━━ EXCERPTED DATA

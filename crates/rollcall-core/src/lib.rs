//! rollcall core: host-facing contracts, label sanitization, and error types.
//!
//! This crate defines the event model a host emits, the roster and
//! subscription traits the presence collector consumes, and the shared error
//! surface. It carries no runtime or transport dependencies so any host
//! process can implement the traits directly.
//!
//! # Defensive guarantees
//! Panics, `unwrap`, and `expect` are compile-denied here. Event handlers run
//! on the host's dispatch thread, so nothing on that path may unwind.

#![deny(clippy::unwrap_used)]
#![deny(clippy::expect_used)]
#![deny(clippy::panic)]

pub mod error;
pub mod event;
pub mod host;
pub mod label;

/// Shared result type.
pub use error::{Result, RollcallError};
pub use event::{ConnectionEvent, EventKind, PlayerIdentity, SlotIndex};
pub use host::{ConnectionHandler, EventSource, Roster, SubscriptionId};
pub use label::{sanitize, Label};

━━━━

- WORK INSTRUCTIONS -
In the lines above, find each one with "host" and list it.

- WRITTEN SOLUTION -
//! rollcall core: host-facing contracts, label sanitization, and error types.
//! This crate defines the event model a host emits, the roster and
//! surface. It carries no runtime or transport dependencies so any host
//! on the host's dispatch thread, so nothing on that path may unwind.
pub mod host;
pub use host::{ConnectionHandler, EventSource, Roster, SubscriptionId};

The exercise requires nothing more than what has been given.